Michael Hoskin was focused on who Turia is on the inside, rather than what she looked like.
There is no “normal” marriage
There is no marriage standard by which all other marriages are judged. Every marriage is unique, just like each one of us is unique. Expecting a marriage to conform to certain specifications would be an exercise in futility.
What Catholic Marriage Is
Now that we see what Catholic marriage is not, let’s take a look at what Catholic marriage really is about.
Marriage has been described as a responsibility, a commitment, a power, a profound intimacy. Here are some ways to describe a Catholic marriage.
It is sacramental—first and foremost
A Catholic marriage is one of the seven sacraments. As in each of the other sacraments, the Lord infuses grace through husbands and wives to allow marriages to thrive and grow. Couples in a Catholic marriage manifest God’s love and the kingdom of heaven through a sacramental marriage.
Catholic spouses also have the ability to give each other absolution for venial sins. The one you share your heart and soul with, and who knows you most intimately, is able to offer you grace through the forgiveness of sins.
Put together, in a Catholic marriage spouses are able to give and receive the Lord’s grace on a daily basis.
It is open to life in all its visions
In a Catholic marriage spouses make the commitment to bring forth children. As Christopher West explains,
“Marriage is an earthly foreshadowing of the heavenly reality of love and communion.”
According to the Second Vatican Council,
“Marriage and conjugal love are by their nature ordained toward the procreation and education of children. Children are really the supreme gift of marriage and contribute in the highest degree to their parents’ welfare.”
Based on the teachings in Saint John Paul the Great’s Theology of the Body, the marital union has been described as an act that touches heaven. This is because our bodies are made in the image and likeness of God. The union created when two bodies become one reflect the inner life of the Trinity. Think about that for a moment; it will blow your mind.
Every time a couple engages in the marital act while being open to life they are actually bringing the Trinity into their marriage. This teaching transforms an ordinary marriage into a divine experience, one in which Catholics can be like God in His creative force.
It is through this life-giving power that Catholic marriage is unique.
It is a sacrifice for both
Many people assume that once you fall in love, that feeling never changes, even after you are married. However, the feeling of infatuation during the initial stage of a relationship is not true love.
Love is not a feeling. Love means to will the good of another. Love is a choice we have to make every single day. Love is a constant sacrifice. Spouses in a Catholic marriage will have to sacrifice for one another, for their children, and for the marriage.
It is humbling—all the time
A spouse’s job is to get you to heaven.
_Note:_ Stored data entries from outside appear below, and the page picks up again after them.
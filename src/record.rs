//! The normalized output record.
//!
//! Every raw event becomes exactly one [`NormalizedRecord`]. Records are
//! created by the classifiers and never mutated afterwards.
//!
//! # Example
//!
//! ```rust
//! use chatnorm::core::models::{EventSource, RawEvent};
//! use chatnorm::record::{Language, MessageBody, MessageType, NormalizedRecord};
//!
//! # fn main() -> chatnorm::Result<()> {
//! let event = RawEvent::from_payload("ch-1", 1705314600000, EventSource::Human, "{}");
//! let body = MessageBody::new(MessageType::Text, "hello", Language::Eng);
//! let record = NormalizedRecord::new(&event, "u1", body, "FACEBOOK")?;
//!
//! assert_eq!(record.flow, "UNKNOWN");
//! assert_eq!(record.thai_timestamp.offset().local_minus_utc(), 7 * 3600);
//! # Ok(())
//! # }
//! ```

use chrono::{DateTime, FixedOffset, Utc};
use chrono_tz::Asia::Bangkok;
use serde::{Deserialize, Serialize};
use uuid::Uuid;

use crate::core::models::{EventSource, RawEvent};
use crate::error::{ChatnormError, Result};

/// Flow label for records that match no rule, and for every user record.
pub const UNKNOWN_FLOW: &str = "UNKNOWN";

/// Shape of a normalized message.
#[derive(Debug, Clone, Copy, PartialEq, Eq, Hash, Serialize, Deserialize)]
#[serde(rename_all = "SCREAMING_SNAKE_CASE")]
pub enum MessageType {
    QuickReply,
    Text,
    /// User-side attachment list, kept as serialized JSON
    Attachment,
    Image,
    UnknownAttachment,
    ButtonTemplate,
    GenericTemplate,
    /// Multi-part bot turn whose first text matched a flow
    SequenceOfMessage,
    /// Multi-part bot turn whose first text matched no flow
    UnknownSequenceOfMessage,
    /// Bot turn with no recognizable text or attachment
    Unknown,
}

impl MessageType {
    pub fn as_str(self) -> &'static str {
        match self {
            MessageType::QuickReply => "QUICK_REPLY",
            MessageType::Text => "TEXT",
            MessageType::Attachment => "ATTACHMENT",
            MessageType::Image => "IMAGE",
            MessageType::UnknownAttachment => "UNKNOWN_ATTACHMENT",
            MessageType::ButtonTemplate => "BUTTON_TEMPLATE",
            MessageType::GenericTemplate => "GENERIC_TEMPLATE",
            MessageType::SequenceOfMessage => "SEQUENCE_OF_MESSAGE",
            MessageType::UnknownSequenceOfMessage => "UNKNOWN_SEQUENCE_OF_MESSAGE",
            MessageType::Unknown => "UNKNOWN",
        }
    }
}

impl std::fmt::Display for MessageType {
    fn fmt(&self, f: &mut std::fmt::Formatter<'_>) -> std::fmt::Result {
        f.write_str(self.as_str())
    }
}

/// Detected script of a message.
#[derive(Debug, Clone, Copy, PartialEq, Eq, Hash, Serialize, Deserialize)]
pub enum Language {
    #[serde(rename = "THAI")]
    Thai,
    #[serde(rename = "ENG")]
    Eng,
    #[serde(rename = "UNKNOWN")]
    Unknown,
}

impl Language {
    pub fn as_str(self) -> &'static str {
        match self {
            Language::Thai => "THAI",
            Language::Eng => "ENG",
            Language::Unknown => "UNKNOWN",
        }
    }
}

impl std::fmt::Display for Language {
    fn fmt(&self, f: &mut std::fmt::Formatter<'_>) -> std::fmt::Result {
        f.write_str(self.as_str())
    }
}

/// The classified part of a record: what a classifier decides.
#[derive(Debug, Clone, PartialEq, Eq)]
pub struct MessageBody {
    pub message_type: MessageType,
    pub message: String,
    pub language: Language,
    /// `None` stores as [`UNKNOWN_FLOW`]
    pub flow: Option<String>,
}

impl MessageBody {
    pub fn new(message_type: MessageType, message: impl Into<String>, language: Language) -> Self {
        Self {
            message_type,
            message: message.into(),
            language,
            flow: None,
        }
    }

    #[must_use]
    pub fn with_flow(mut self, flow: Option<String>) -> Self {
        self.flow = flow;
        self
    }
}

/// One analytics-ready message.
#[derive(Debug, Clone, PartialEq, Eq, Serialize, Deserialize)]
pub struct NormalizedRecord {
    /// Fresh random v4 UUID per record
    #[serde(rename = "id")]
    pub record_id: Uuid,
    pub channel_id: String,
    pub user_id: String,
    pub source: EventSource,
    pub interact_with: String,
    #[serde(rename = "type")]
    pub message_type: MessageType,
    pub message: String,
    pub language: Language,
    pub flow: String,
    pub utc_timestamp: DateTime<Utc>,
    /// Same instant as `utc_timestamp`, at UTC+7
    pub thai_timestamp: DateTime<FixedOffset>,
    pub channel_type: String,
}

impl NormalizedRecord {
    /// Builds a record for `event` from a classified body.
    ///
    /// Both timestamps derive from the event's single epoch value.
    pub fn new(
        event: &RawEvent,
        user_id: &str,
        body: MessageBody,
        channel_type: impl Into<String>,
    ) -> Result<Self> {
        let (utc_timestamp, thai_timestamp) = event_instant(event.timestamp_ms)?;

        Ok(Self {
            record_id: Uuid::new_v4(),
            channel_id: event.channel_id.clone(),
            user_id: user_id.to_string(),
            source: event.source,
            interact_with: event.interact_with.clone(),
            message_type: body.message_type,
            message: body.message,
            language: body.language,
            flow: body.flow.unwrap_or_else(|| UNKNOWN_FLOW.to_string()),
            utc_timestamp,
            thai_timestamp,
            channel_type: channel_type.into(),
        })
    }

    /// Returns `true` if a flow rule matched this record.
    pub fn has_flow(&self) -> bool {
        self.flow != UNKNOWN_FLOW
    }
}

/// Renders epoch milliseconds as the same instant in UTC and Asia/Bangkok.
pub fn event_instant(timestamp_ms: i64) -> Result<(DateTime<Utc>, DateTime<FixedOffset>)> {
    let utc = DateTime::from_timestamp_millis(timestamp_ms)
        .ok_or(ChatnormError::InvalidTimestamp { timestamp_ms })?;
    let thai = utc.with_timezone(&Bangkok).fixed_offset();
    Ok((utc, thai))
}

#[cfg(test)]
mod tests {
    use super::*;

    fn sample_event() -> RawEvent {
        RawEvent::from_payload("ch-1", 1705314600123, EventSource::Human, "{}")
            .with_interact_with("bot-1")
    }

    #[test]
    fn test_event_instant_same_instant() {
        let (utc, thai) = event_instant(1705314600123).unwrap();
        assert_eq!(utc.timestamp_millis(), 1705314600123);
        assert_eq!(thai.timestamp_millis(), 1705314600123);
        assert_eq!(thai.offset().local_minus_utc(), 7 * 3600);
        assert_eq!(thai.to_rfc3339(), "2024-01-15T17:30:00.123+07:00");
    }

    #[test]
    fn test_event_instant_out_of_range() {
        let err = event_instant(i64::MAX).unwrap_err();
        assert!(matches!(err, ChatnormError::InvalidTimestamp { .. }));
    }

    #[test]
    fn test_record_defaults_flow_to_unknown() {
        let body = MessageBody::new(MessageType::Text, "hi", Language::Eng);
        let record = NormalizedRecord::new(&sample_event(), "u1", body, "FACEBOOK").unwrap();

        assert_eq!(record.flow, UNKNOWN_FLOW);
        assert!(!record.has_flow());
        assert_eq!(record.user_id, "u1");
        assert_eq!(record.interact_with, "bot-1");
        assert_eq!(record.channel_type, "FACEBOOK");
    }

    #[test]
    fn test_record_ids_are_fresh() {
        let body = MessageBody::new(MessageType::Text, "hi", Language::Eng);
        let a = NormalizedRecord::new(&sample_event(), "u1", body.clone(), "X").unwrap();
        let b = NormalizedRecord::new(&sample_event(), "u1", body, "X").unwrap();
        assert_ne!(a.record_id, b.record_id);
    }

    #[test]
    fn test_record_serialized_names() {
        let body = MessageBody::new(MessageType::UnknownSequenceOfMessage, "hi", Language::Thai)
            .with_flow(Some("BOOKING".into()));
        let record = NormalizedRecord::new(&sample_event(), "u1", body, "LINE").unwrap();
        let value = serde_json::to_value(&record).unwrap();

        assert_eq!(value["type"], "UNKNOWN_SEQUENCE_OF_MESSAGE");
        assert_eq!(value["language"], "THAI");
        assert_eq!(value["flow"], "BOOKING");
        assert_eq!(value["source"], "user");
        assert!(value["id"].is_string());
        assert_eq!(value["thai_timestamp"], "2024-01-15T17:30:00.123+07:00");
    }

    #[test]
    fn test_message_type_as_str_matches_serde() {
        for ty in [
            MessageType::QuickReply,
            MessageType::Text,
            MessageType::Attachment,
            MessageType::Image,
            MessageType::UnknownAttachment,
            MessageType::ButtonTemplate,
            MessageType::GenericTemplate,
            MessageType::SequenceOfMessage,
            MessageType::UnknownSequenceOfMessage,
            MessageType::Unknown,
        ] {
            let json = serde_json::to_value(ty).unwrap();
            assert_eq!(json, ty.as_str());
        }
    }
}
A spouse knows you intimately, inside and out. A spouse knows your heart and your soul. A spouse sees all of your gifts and talents, but also sees all of your flaws. This can be humbling, but through a Catholic marriage, refining our flaws will help us each to reach heaven.
It is witnessed by God Himself
“Therefore what God has joined together, let no one separate.”
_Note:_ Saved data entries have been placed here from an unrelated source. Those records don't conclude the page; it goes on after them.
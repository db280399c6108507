//! Integration tests for the normalization pipeline.
//!
//! These drive the public API end to end: raw events in, records out.

use std::collections::HashSet;

use chatnorm::prelude::*;

const T0: i64 = 1_705_314_600_000; // 2024-01-15T10:30:00Z

// ============================================================================
// Helpers
// ============================================================================

fn channels() -> Vec<ChannelDescriptor> {
    vec![
        ChannelDescriptor::new("ch-fb", "FACEBOOK"),
        ChannelDescriptor::new("ch-line", "LINE"),
    ]
}

fn rules() -> Vec<FlowRule> {
    vec![FlowRule::new("BOOKING", ["book.*room"])]
}

fn human(ts: i64, payload: &str) -> RawEvent {
    RawEvent::from_payload("ch-fb", ts, EventSource::Human, payload).with_interact_with("page")
}

fn bot(ts: i64, payload: &str) -> RawEvent {
    RawEvent::from_payload("ch-fb", ts, EventSource::Automation, payload)
        .with_interact_with("u1")
        .with_channel_type("FACEBOOK")
}

fn single_user(events: Vec<RawEvent>) -> UserEvents {
    let mut users = UserEvents::new();
    users.insert("u1".to_string(), events);
    users
}

fn run_one(event: RawEvent) -> NormalizedRecord {
    let mut records = normalize(channels(), &rules(), &single_user(vec![event])).unwrap();
    assert_eq!(records.len(), 1);
    records.remove(0)
}

// ============================================================================
// Scenarios
// ============================================================================

#[test]
fn test_human_plain_text() {
    let record = run_one(human(T0, r#"{"text": "hello"}"#));

    assert_eq!(record.message_type, MessageType::Text);
    assert_eq!(record.message, "hello");
    assert_eq!(record.language, Language::Eng);
    assert_eq!(record.flow, "UNKNOWN");
    assert_eq!(record.channel_type, "FACEBOOK");
    assert_eq!(record.source, EventSource::Human);
    assert_eq!(record.user_id, "u1");
    assert_eq!(record.interact_with, "page");
}

#[test]
fn test_human_quick_reply_thai() {
    let record = run_one(human(
        T0,
        r#"{"quick_reply": {"payload": "GREETING"}, "text": "สวัสดี"}"#,
    ));

    assert_eq!(record.message_type, MessageType::QuickReply);
    assert_eq!(record.message, "สวัสดี");
    assert_eq!(record.language, Language::Thai);
    assert_eq!(record.flow, "UNKNOWN");
}

#[test]
fn test_bot_text_matches_flow() {
    let record = run_one(bot(T0, r#"[{"text": "book a room"}]"#));

    assert_eq!(record.message_type, MessageType::Text);
    assert_eq!(record.message, "book a room");
    assert_eq!(record.flow, "BOOKING");
    assert_eq!(record.language, Language::Eng);
    assert_eq!(record.source, EventSource::Automation);
}

#[test]
fn test_bot_image_attachment() {
    let record = run_one(bot(
        T0,
        r#"[{"attachment": {"type": "image", "payload": {"url": "http://x/y.jpg"}}}]"#,
    ));

    assert_eq!(record.message_type, MessageType::Image);
    assert_eq!(record.language, Language::Unknown);
    assert_eq!(record.message, "<IMAGE ATTACHMENT:http://x/y.jpg>");
    assert_eq!(record.flow, "UNKNOWN");
}

#[test]
fn test_bot_malformed_sequence_is_a_warning() {
    let users = single_user(vec![bot(
        T0,
        r#"[{"sticker": 42}, {"text": "book a room"}]"#,
    )]);
    let pipeline = Pipeline::new(ChannelDirectory::new(channels()), &rules(), PipelineConfig::new())
        .unwrap();

    let out = pipeline.run(&users).unwrap();

    assert_eq!(out.records.len(), 1);
    assert_eq!(out.records[0].message_type, MessageType::Unknown);
    assert_eq!(out.records[0].message, "");
    assert_eq!(out.records[0].flow, "UNKNOWN");
    assert_eq!(out.warnings.len(), 1);
    assert!(out.warnings[0].is_malformed_sequence());
    assert_eq!(out.stats.warnings, 1);
}

#[test]
fn test_bot_sequence_classifies_first_part_only() {
    let record = run_one(bot(
        T0,
        r#"[{"message": {"text": "book a room"}}, {"message": {"text": "anything else?"}}]"#,
    ));
    assert_eq!(record.message_type, MessageType::SequenceOfMessage);
    assert_eq!(record.message, "book a room");
    assert_eq!(record.flow, "BOOKING");

    let record = run_one(bot(T0, r#"[{"text": "hi"}, {"text": "book a room"}]"#));
    assert_eq!(record.message_type, MessageType::UnknownSequenceOfMessage);
    assert_eq!(record.flow, "UNKNOWN");
}

// ============================================================================
// Run-wide properties
// ============================================================================

#[test]
fn test_records_follow_event_time_per_user() {
    let users = single_user(vec![
        bot(T0 + 2_000, r#"[{"text": "book a room"}]"#),
        human(T0, r#"{"text": "first"}"#),
        human(T0 + 1_000, r#"{"text": "second"}"#),
    ]);

    let records = normalize(channels(), &rules(), &users).unwrap();
    let messages: Vec<&str> = records.iter().map(|r| r.message.as_str()).collect();
    assert_eq!(messages, vec!["first", "second", "book a room"]);
}

#[test]
fn test_record_ids_unique_across_users() {
    let mut users = UserEvents::new();
    for u in 0..20 {
        let events = (0..10)
            .map(|i| human(T0 + i, &format!(r#"{{"text": "message {i}"}}"#)))
            .collect();
        users.insert(format!("user-{u}"), events);
    }

    let records = normalize(channels(), &rules(), &users).unwrap();
    assert_eq!(records.len(), 200);

    let ids: HashSet<_> = records.iter().map(|r| r.record_id).collect();
    assert_eq!(ids.len(), records.len());
}

#[test]
fn test_utc_and_thai_timestamps_are_same_instant() {
    let record = run_one(human(T0 + 123, r#"{"text": "hello"}"#));

    assert_eq!(record.utc_timestamp.timestamp_millis(), T0 + 123);
    assert_eq!(record.thai_timestamp.timestamp_millis(), T0 + 123);
    assert_eq!(record.thai_timestamp.offset().local_minus_utc(), 7 * 3600);
    assert_eq!(
        record.thai_timestamp.to_rfc3339(),
        "2024-01-15T17:30:00.123+07:00"
    );
}

#[test]
fn test_abort_policy_fails_run_on_bad_event() {
    let users = single_user(vec![
        human(T0, r#"{"text": "ok"}"#),
        RawEvent::new("ch-fb", T0 + 1, EventSource::Human, "!!! not base64 !!!"),
    ]);

    let err = normalize(channels(), &rules(), &users).unwrap_err();
    assert!(err.is_decode());
    assert!(err.to_string().contains("u1"));
}

#[test]
fn test_skip_policy_reports_and_continues() {
    let mut users = single_user(vec![
        human(T0, r#"{"text": "ok"}"#),
        RawEvent::new("ch-fb", T0 + 1, EventSource::Human, "!!! not base64 !!!"),
        RawEvent::from_payload("ch-unknown", T0 + 2, EventSource::Human, r#"{"text": "lost"}"#),
    ]);
    users.insert("u2".into(), vec![human(T0, "not json")]);

    let config = PipelineConfig::new().with_error_policy(ErrorPolicy::Skip);
    let pipeline = Pipeline::new(ChannelDirectory::new(channels()), &rules(), config).unwrap();
    let out = pipeline.run(&users).unwrap();

    assert_eq!(out.records.len(), 1);
    assert_eq!(out.stats.events, 4);
    assert_eq!(out.stats.skipped, 3);
    assert_eq!(out.skipped.len(), 3);
    assert!(out.skipped.iter().any(ChatnormError::is_decode));
    assert!(out.skipped.iter().any(ChatnormError::is_unresolved_channel));
    assert!(out.skipped.iter().any(ChatnormError::is_parse));
}

#[test]
fn test_invalid_rule_rejected_before_processing() {
    let rules = vec![FlowRule::new("BROKEN", ["(unclosed"])];
    let err = Pipeline::new(ChannelDirectory::new(channels()), &rules, PipelineConfig::new())
        .unwrap_err();
    assert!(matches!(err, ChatnormError::InvalidPattern { .. }));
}

#[cfg(feature = "parallel")]
#[test]
fn test_parallel_matches_sequential() {
    let mut users = UserEvents::new();
    for u in 0..8 {
        users.insert(
            format!("user-{u}"),
            vec![
                bot(T0 + 5, r#"[{"text": "book a room"}]"#),
                human(T0, r#"{"text": "hi"}"#),
            ],
        );
    }
    let directory = ChannelDirectory::new(channels());

    let sequential = Pipeline::new(directory.clone(), &rules(), PipelineConfig::new())
        .unwrap()
        .run(&users)
        .unwrap();
    let parallel = Pipeline::new(directory, &rules(), PipelineConfig::new().with_parallel(true))
        .unwrap()
        .run(&users)
        .unwrap();

    assert_eq!(parallel.stats, sequential.stats);

    let key = |r: &NormalizedRecord| (r.user_id.clone(), r.utc_timestamp, r.message.clone());
    let mut a: Vec<_> = sequential.records.iter().map(key).collect();
    let mut b: Vec<_> = parallel.records.iter().map(key).collect();
    a.sort();
    b.sort();
    assert_eq!(a, b);
}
Matthew 19:6 is an unequivocal teaching. Spouses in a Catholic marriage have committed to a lifelong relationship. God created marriage. Only through the Catholic Church and the annulment process can a Catholic marriage be dissolved.
Aspiring to a Catholic marriage
Are you feeling called to the vocation of marriage? If so, then by reading this blog post I hope I have been able to dispel some of the misconceptions about what being in a Catholic marriage is and what it is not; and I hope I have been able to convey that Catholic marriage aspires to reach heaven on earth.